FC Barcelona y el fichaje de Anthony Gordon: un cambio de estrategia
El plan A se ha estrellado contra la realidad del mercado y el FC Barcelona ya mira en otra dirección. Sin renunciar al golpe de efecto, pero con los pies mucho más cerca del suelo. Según informa SPORT, el club azulgrana ha “prácticamente alcanzado un acuerdo” para el fichaje de Anthony Gordon, atacante de Newcastle United, después de comprobar que sus dos objetivos prioritarios para la delantera, Julian Alvarez y Joao Pedro, son prácticamente inalcanzables este verano.
Durante meses, en los despachos del Barça se hablaba de un gran nueve de futuro. Un heredero claro para Robert Lewandowski. Un fichaje de esos que marcan época y portada. La realidad económica y la resistencia de los clubes vendedores han dibujado otro escenario.

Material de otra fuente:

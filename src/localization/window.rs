//! Spatial candidate pruning
//!
//! Before matching, the reference table is cut down to the records in a
//! square box around the previous estimate. The box is a Chebyshev bound
//! on tile coordinates, a cheap pre-filter ahead of the actual metric.

use log::warn;

use crate::error::CoreError;
use crate::fingerprint::{CandidateSet, FingerprintStore};

/// Select the candidate records for one localization step.
///
/// With no prior estimate the whole table is returned. Otherwise the box
/// `[cx - radius, cx + radius] x [cy - radius, cy + radius]` around the
/// center's tile is returned; if that box comes up empty the whole table
/// is returned instead, so callers are guaranteed a non-empty set. An id
/// missing from the store is the caller's error and is surfaced as such.
pub fn select<'a>(
    center: Option<&str>,
    radius: f64,
    store: &'a FingerprintStore,
) -> Result<CandidateSet<'a>, CoreError> {
    let center_id = match center {
        None => return Ok(store.all()),
        Some(id) => id,
    };
    let center_record = store.lookup(center_id)?;
    let (cx, cy) = (center_record.tile_x, center_record.tile_y);

    let selected: CandidateSet<'a> = store
        .all()
        .into_iter()
        .filter(|r| {
            r.tile_x >= cx - radius
                && r.tile_x <= cx + radius
                && r.tile_y >= cy - radius
                && r.tile_y <= cy + radius
        })
        .collect();

    if selected.is_empty() {
        warn!(
            "candidate window around {center_id} (radius {radius}) is empty, \
             falling back to the full table"
        );
        return Ok(store.all());
    }
    Ok(selected)
}

#[cfg(test)]
mod tests {
    use super::*;
    use crate::common::types::MagneticVector;
    use crate::fingerprint::FingerprintRecord;

    fn grid_store() -> FingerprintStore {
        // 5x5 tile grid, one record per tile
        let mut records = Vec::new();
        for y in 0..5 {
            for x in 0..5 {
                records.push(FingerprintRecord {
                    location_id: format!("loc_{x}_{y}"),
                    tile_x: x as f64,
                    tile_y: y as f64,
                    fingerprint: MagneticVector::new(x as f64, y as f64, 0.0),
                });
            }
        }
        FingerprintStore::from_records(records).unwrap()
    }

    #[test]
    fn no_center_returns_full_table() {
        let store = grid_store();
        assert_eq!(select(None, 1.0, &store).unwrap().len(), store.len());
    }

    #[test]
    fn box_is_chebyshev_not_circular() {
        let store = grid_store();
        let selected = select(Some("loc_2_2"), 1.0, &store).unwrap();
        // full 3x3 block, corners included
        assert_eq!(selected.len(), 9);
        assert!(selected.iter().any(|r| r.location_id == "loc_1_1"));
        assert!(selected.iter().any(|r| r.location_id == "loc_3_3"));
    }

    #[test]
    fn growth_is_monotonic_in_radius() {
        let store = grid_store();
        for r in 0..5 {
            let smaller = select(Some("loc_2_2"), r as f64, &store).unwrap();
            let larger = select(Some("loc_2_2"), (r + 1) as f64, &store).unwrap();
            for record in &smaller {
                assert!(
                    larger.iter().any(|l| l.location_id == record.location_id),
                    "radius {} dropped {}",
                    r + 1,
                    record.location_id
                );
            }
        }
    }

    #[test]
    fn unknown_center_is_an_error() {
        let store = grid_store();
        assert!(matches!(
            select(Some("loc_9_9"), 1.0, &store),
            Err(CoreError::UnknownLocation { .. })
        ));
    }

    #[test]
    fn empty_box_falls_back_to_full_table() {
        // A record with NaN tiles never satisfies the box comparisons, so
        // windowing around it produces an empty box.
        let store = FingerprintStore::from_records(vec![
            FingerprintRecord {
                location_id: "adrift".into(),
                tile_x: f64::NAN,
                tile_y: f64::NAN,
                fingerprint: MagneticVector::new(0.0, 0.0, 0.0),
            },
            FingerprintRecord {
                location_id: "anchored".into(),
                tile_x: 0.0,
                tile_y: 0.0,
                fingerprint: MagneticVector::new(1.0, 1.0, 1.0),
            },
        ])
        .unwrap();

        let selected = select(Some("adrift"), 2.0, &store).unwrap();
        assert_eq!(selected.len(), store.len());
    }
}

De Alvarez y Joao Pedro a Gordon: choque con el mercado
Julian Alvarez, pieza clave en el engranaje de Manchester City, se ha blindado en un contexto en el que el club inglés no tiene necesidad ni intención de vender. Joao Pedro, por su parte, se ha encarecido y complicado por distintas circunstancias deportivas y contractuales. Dos operaciones que el Barça ha ido viendo cómo se alejaban paso a paso.
Ese bloqueo ha obligado a la dirección deportiva a replantear la estrategia. Menos fuegos artificiales, más pragmatismo. Y en ese giro aparece Anthony Gordon.
Un fichaje estratégico, no un simple parche
En el Camp Nou ven en Gordon algo más que un extremo prometedor. Lo consideran una pieza estratégica. Un futbolista capaz de tapar dos agujeros a la vez.
El internacional inglés puede jugar en la banda izquierda, su hábitat natural, pero también moverse por dentro como falso nueve. Esa doble función seduce a Hansi Flick, que ganaría una carta táctica muy valiosa para ajustar el sistema según rival, momento de partido o estado de forma de sus atacantes.
En el club lo definen internamente como una operación para “matar dos pájaros de un tiro”: reforzar ya la zona ofensiva con un perfil de alto nivel y dejar abierta la puerta a buscar más adelante un nueve puro de menor coste en otro segmento del mercado.
La idea original era clara: encontrar cuanto antes un relevo a largo plazo para Lewandowski. El mercado, con sus precios y resistencias, ha obligado a cambiar el guion.
Contactos previos y un precio que seduce
El movimiento no nace de la nada. Según la información, los representantes de Gordon ya se habían acercado al Barcelona semanas atrás. Entonces, la propuesta se aparcó. No era prioritaria mientras el club seguía soñando con Alvarez y Joao Pedro.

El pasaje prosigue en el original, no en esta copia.